● **ABOUT THIS TASK**:
From the listing below, extract every line containing "probe".
□ □ □ □
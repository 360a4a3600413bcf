//! Static simplification
//!
//! Rewrites a term into an equivalent, cheaper one without looking at any
//! fact. Operands are simplified first, then the rule for the term's own
//! operator, if it has one, is applied. Folded sub-expressions become
//! `(const x)` terms. Applying [`Engine::simplify`] twice gives the same
//! result as applying it once. Sub-terms nested deeper than the engine's
//! `max_depth` are left as they are.

use crate::engine::Engine;
use crate::fact::EmptyFact;
use factq_term::{Builtin, Operand, Scalar, Term, Value};

type Rule = fn(&Engine, Term) -> Term;

/// The rewrite rule of a built-in, if it has one
fn rule_for(builtin: Builtin) -> Option<Rule> {
    match builtin {
        Builtin::And => Some(simplify_and),
        Builtin::Or => Some(simplify_or),
        Builtin::Not => Some(simplify_not),
        Builtin::Either => Some(simplify_either),
        Builtin::Eq
        | Builtin::Ne
        | Builtin::Lt
        | Builtin::Le
        | Builtin::Gt
        | Builtin::Ge
        | Builtin::Add
        | Builtin::Sub
        | Builtin::Mul
        | Builtin::Div => Some(simplify_constant_operands),
        _ => None,
    }
}

impl Engine {
    /// Simplified copy of `term`, with no recorded state
    pub fn simplify(&self, term: &Term) -> Term {
        self.simplify_at(term, 0)
    }

    fn simplify_at(&self, term: &Term, depth: usize) -> Term {
        // Registration bodies are data, not expressions to rewrite
        if depth > self.config().max_depth || term.operator().as_builtin() == Some(Builtin::Defn) {
            return term.fresh();
        }
        let rebuilt = Term::with_operator(
            term.operator().clone(),
            term.operands().iter().map(|op| match op {
                Operand::Term(t) => Operand::from(self.simplify_at(t, depth + 1)),
                other => other.clone(),
            }),
        );

        match rebuilt.operator().as_builtin() {
            Some(builtin) => match rule_for(builtin) {
                Some(rule) => rule(self, rebuilt),
                None => rebuilt,
            },
            None => {
                let hook = self
                    .registry()
                    .read()
                    .lookup(rebuilt.name())
                    .and_then(|def| def.simplify.clone());
                match hook.and_then(|hook| hook(&rebuilt)) {
                    Some(replacement) => replacement,
                    None => rebuilt,
                }
            }
        }
    }
}

fn truthy(scalar: &Scalar) -> bool {
    scalar.as_boolean().unwrap_or(true)
}

/// No stateful operator, side effect or custom operator anywhere inside
fn is_pure(operand: &Operand) -> bool {
    let Operand::Term(term) = operand else {
        return true;
    };
    let mut pure = true;
    term.walk(&mut |t| {
        pure &= t
            .operator()
            .as_builtin()
            .is_some_and(|b| !b.is_stateful() && !b.has_side_effects());
    });
    pure
}

fn simplify_and(_: &Engine, term: Term) -> Term {
    simplify_junction(term, false)
}

fn simplify_or(_: &Engine, term: Term) -> Term {
    simplify_junction(term, true)
}

/// `and` (absorbing `false`) and `or` (absorbing `true`): drop neutral
/// constants and everything after an absorbing one. Operands before the
/// absorbing constant still run unless they are pure.
fn simplify_junction(term: Term, absorbing: bool) -> Term {
    if term.arity() == 0 {
        return term;
    }
    let mut kept: Vec<Operand> = Vec::new();
    for operand in term.operands() {
        match operand.constant().map(truthy) {
            Some(t) if t != absorbing => {}
            Some(_) => {
                if kept.iter().all(is_pure) {
                    return Term::constant_of(absorbing);
                }
                kept.push(operand.clone());
                return Term::with_operator(term.operator().clone(), kept);
            }
            None => kept.push(operand.clone()),
        }
    }
    if kept.is_empty() {
        return Term::constant_of(!absorbing);
    }
    if kept.len() == term.arity() {
        return term;
    }
    Term::with_operator(term.operator().clone(), kept)
}

fn simplify_not(_: &Engine, term: Term) -> Term {
    match (term.arity(), term.operand(0).and_then(Operand::constant)) {
        (1, Some(value)) => Term::constant_of(!truthy(value)),
        _ => term,
    }
}

/// A constant first operand is never nil, so the fallback never runs
fn simplify_either(_: &Engine, term: Term) -> Term {
    match (term.arity(), term.operand(0).and_then(Operand::constant)) {
        (2, Some(value)) => Term::constant_of(value.clone()),
        _ => term,
    }
}

/// Comparison or arithmetic over constants only: compute it now. Failures
/// are left for evaluation to report.
fn simplify_constant_operands(engine: &Engine, term: Term) -> Term {
    if term.arity() != 2 || term.operands().iter().any(|op| op.constant().is_none()) {
        return term;
    }
    let mut probe = Term::with_operator(
        term.operator().clone(),
        term.operands()
            .iter()
            .filter_map(|op| op.constant().cloned().map(Operand::Literal)),
    );
    match engine.evaluate(&mut probe, &mut EmptyFact, &[]) {
        Ok(Value::Scalar(value)) => Term::constant_of(value),
        _ => term,
    }
}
□ □ □ □
● **RESPONSE FOR THIS EXERCISE**:
    let mut probe = Term::with_operator(
    match engine.evaluate(&mut probe, &mut EmptyFact, &[]) {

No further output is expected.